Banzato Tommaso, Wodzinski Marek, Tauceri Federico, Donà Chiara, Scavazza Filippo, Müller Henning, Zotti Alessandro
Department of Animal Medicine, Production and Health, University of Padua, Legnaro, Italy.
Department of Measurement and Electronics, AGH University of Science and Technology, Krakow, Poland.
Front Vet Sci. 2021 Oct 15;8:731936. doi: 10.3389/fvets.2021.731936. eCollection 2021.

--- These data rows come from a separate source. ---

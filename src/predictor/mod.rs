// Complexity-speedup predictor
//
// Fits a fixed, ordered set of regression models to
// (complexity score, log10 scale) -> speedup and scores each one on its
// training data and with k-fold cross-validation.
//
// Implementation:
// - aprender (crates.io) supplies the estimators, scaler, k-fold splitter
//   and R²/MAE metrics
// - features and targets are f64 at the API boundary, f32 inside aprender
// - a model that cannot be fitted fails alone; the others still run

mod config;
mod models;

pub use config::PredictorConfig;
pub use models::{
    evaluate, Dataset, FittedModel, ModelDetail, ModelKind, ModelReport, PredictorOutcome,
};

use thiserror::Error;

/// Errors for predictor operations
#[derive(Error, Debug, Clone, PartialEq)]
pub enum PredictorError {
    #[error("{model}: insufficient data: need at least {required} samples, got {actual}")]
    InsufficientData {
        model: ModelKind,
        required: usize,
        actual: usize,
    },

    #[error("{model}: fit failed: {message}")]
    Fit { model: ModelKind, message: String },

    #[error("No model could be fitted")]
    NoUsableModel,
}

pub type Result<T> = std::result::Result<T, PredictorError>;

#[cfg(test)]
mod tests;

An artificial intelligence (AI)-based computer-aided detection (CAD) algorithm to detect some of the most common radiographic findings in the feline thorax was developed and tested. The database used for training comprised radiographs acquired at two different institutions. Only correctly exposed and positioned radiographs were included in the database used for training. The presence of several radiographic findings was recorded. Consequenly, the radiographic findings included for training were: no findings, bronchial pattern, pleural effusion, mass, alveolar pattern, pneumothorax, cardiomegaly. Multi-label convolutional neural networks (CNNs) were used to develop the CAD algorithm, and the performance of two different CNN architectures, ResNet 50 and Inception V3, was compared. Both architectures had an area under the receiver operating characteristic curve (AUC) above 0.9 for alveolar pattern, bronchial pattern and pleural effusion, an AUC above 0.8 for no findings and pneumothorax, and an AUC above 0.7 for cardiomegaly. The AUC for mass was low (above 0.5) for both architectures. No significant differences were evident in the diagnostic accuracy of either architecture.
开发并测试了一种基于人工智能(AI)的计算机辅助检测(CAD)算法,用于检测猫科动物胸部一些最常见的放射学表现。用于训练的数据库包含在两个不同机构获取的X光片。用于训练的数据库仅包括曝光正确且位置正确的X光片。记录了几种放射学表现的存在情况。因此,用于训练的放射学表现包括:无异常、支气管影像、胸腔积液、肿块、肺泡影像、气胸、心脏肥大。使用多标签卷积神经网络(CNN)开发CAD算法,并比较了两种不同CNN架构ResNet 50和Inception V3的性能。两种架构对于肺泡影像、支气管影像和胸腔积液的受试者工作特征曲线下面积(AUC)均高于0.9,对于无异常和气胸的AUC高于0.8,对于心脏肥大的AUC高于0.7。两种架构的肿块AUC都很低(高于0.5)。两种架构的诊断准确性均无明显差异。